Thursday, April 12, 2012

Jesus is a Cat Person

One of the more common understandings of Christianity that I've found in Mainline churches is that God is all about love. 

I struggle with that belief.  I know that God is a loving God, and as expressed in the life, death and resurrection of Christ, we get to see a God that really did love those that one might think were unloveable.  As a gay man, I understand how faith has been used to kick people out of church and how important it is to see a God that cares for us no matter who we are.

It's become fixed in our culture that God all about love and nothing else.  We focus on the stories that talks about God loving sinners, like the parable of the Prodigal Son.  We want God to be the Big Daddy that loves us no matter what we do.

But there's something about that which bothers me.  It's not that none of this is true- it is.  But I always feel that what we are getting in Mainline and probably other parts of Christianity in America is only part of a picture of God, a part that we agree with.  I feel that we tend to ignore or explain away the other half that is not so nice to see.  We are as good with cherry-picking Scripture as our more conservative sisters and brothers are.

Alan Bevere has a great post up today that explains how people tend to pull Jesus out of the context that's found in the Bible and reimagine him to suit our own purposes.  Here's a sample:

Now before I get all the comments and emails reminding me of how much Jesus and the New Testament writers mention love, let me respond by saying that I know such is the case. I am not exactly ignorant when it comes to Scripture. The problem is that the modern tendency to dehistoricize and detheologize Jesus and his ministry into principles and concepts robs us of the context which makes the biblical notion of love intelligible. Without it we lose what it truly means for Jesus to tell his followers to love one another. The great sacrifice of cross and the wonderful victory of resurrection by which Christian love is understood is replaced by the modern romanticism of love as primarily a feeling, as the justification for behavior without consequences, and living a life devoid of transformation. We move from Jesus' statement that no greater love can be displayed in laying down one's life to it doesn't matter how we behave because God loves us no matter what.

It doesn't take a profound thinker to know that the primary motivation for this dehistorizing and detheologizing of Jesus is to domesticate his life and work into something more palatable to modern sensibilities. The Jesus who comes to us from the pages of the New Testament demands too much from us. Moreover, in our modern cosmological reductionist assumptions, we simply cannot have a Jesus running around doing miraculous things. So in Bishop Spong and John Crossan fashion we first demythologize Jesus and then we remythologize him after our own image and our own expectations. Jesus now becomes safe to follow. Yes, Jesus is still presented as a radical, but he is a domesticated revolutionary. He is one who looks like a hippie from the 1960s or a political activist whose methods of power and coercion look no different from the politics of the nations.
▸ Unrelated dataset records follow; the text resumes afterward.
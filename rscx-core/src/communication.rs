//! Outbound side effects of a session.
//!
//! The interpreter never talks to other sessions directly. Sends, cancels and
//! invoke lifecycle calls go through [`ExternalCommunication`], which the runtime
//! implements on top of its dispatch router.

use crate::error::ExecutionError;
use crate::event::{Event, OutgoingEvent};
use crate::ident::{InvokeId, SendId};
use crate::model::DocumentId;
use async_trait::async_trait;
use rscx_value::Value;

/// Everything needed to start an invoked service.
#[derive(Debug, Clone)]
pub struct InvokeData {
    pub invoke_id: InvokeId,
    pub unique_id: String,
    pub invoke_type: Option<String>,
    pub source: Option<String>,
    pub content: Value,
    pub parameters: Value,
    pub document_id: DocumentId,
}

/// Collaborator handling a session's outbound traffic.
#[async_trait]
pub trait ExternalCommunication: Send + Sync {
    /// Delivers or schedules an event. Failures become `error.communication`.
    async fn send_event(&self, event: OutgoingEvent) -> Result<(), ExecutionError>;

    async fn cancel_event(&self, send_id: &SendId) -> Result<(), ExecutionError>;

    async fn start_invoke(&self, data: InvokeData) -> Result<(), ExecutionError>;

    async fn cancel_invoke(&self, invoke_id: &InvokeId) -> Result<(), ExecutionError>;

    async fn forward_event(&self, invoke_id: &InvokeId, event: Event) -> Result<(), ExecutionError>;
}

/// Rejects every external send. Used when a session has no router.
#[derive(Debug, Default, Clone)]
pub struct NullCommunication;

#[async_trait]
impl ExternalCommunication for NullCommunication {
    async fn send_event(&self, event: OutgoingEvent) -> Result<(), ExecutionError> {
        Err(ExecutionError::communication(format!(
            "no route for event '{}'",
            event.name
        ))
        .with_send_id(event.send_id))
    }

    async fn cancel_event(&self, _send_id: &SendId) -> Result<(), ExecutionError> {
        Ok(())
    }

    async fn start_invoke(&self, data: InvokeData) -> Result<(), ExecutionError> {
        Err(ExecutionError::communication(format!(
            "cannot start invoke '{}' without a router",
            data.invoke_id
        )))
    }

    async fn cancel_invoke(&self, _invoke_id: &InvokeId) -> Result<(), ExecutionError> {
        Ok(())
    }

    async fn forward_event(&self, invoke_id: &InvokeId, _event: Event) -> Result<(), ExecutionError> {
        Err(ExecutionError::communication(format!(
            "cannot forward to '{}' without a router",
            invoke_id
        )))
    }
}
But a domesticated revolutionary will not bring about serious change; he will just reinforce the agendas of those who are frankly doing nothing more than using Jesus as a prop to get what they want. Jesus was crucified because he presented a true alternative to the ways of the world that could not and will not be displayed in the politics of the current age. Jesus was not killed for promoting right-wing violence on behalf of the state, and he was not crucified for advocating a progressive social agenda. Jesus was crucified because he presented a serious threat to the status quo in all forms; and it will not do just to present his life and ministry as supporting any modern political and social agenda. And those Christians who attempt to do so are domesticating Jesus into doing their bidding.

We all want a Jesus that is more to our own liking.  That was what Andrew Sullivan was getting at in his essay last week.  So, we do just what Thomas Jefferson did, just without the scissors; taking out bits and pieces that don't fit our own agenda and come up with a Jesus we can stomach.

But I don't think we are supposed to be comfortable with Jesus.  I think Jesus is supposed to make us uncomfortable in how he lived his life and in what he did.  I think more and more we have to live with this Jesus that we don't want to hang out with and be open to how we will change in meeting with Jesus and not try to make Jesus fit our own life.

I've said before that there is a reason why C.S. Lewis portrayed Aslan, his God-figure in the Chronicles of Narnia, as a Lion- a wild creature that can't be easily tamed.

We all want Jesus to be like a dog, someone that's lovable and faithful to us and is always there when we need them.  They expect nothing more than love from us. 

But Jesus is more like a cat; pushy, demanding, intrusive and is sometimes just a jerk.  But there are also times when Jesus can cuddle up to us and just be present at the end of nice day. 

Mr. Beaver in the Lion, the Witch and the Wardrobe, says this when asked about Aslan the Lion: he is good, but he isn't safe. 

Jesus is a cat; and cats are never safe.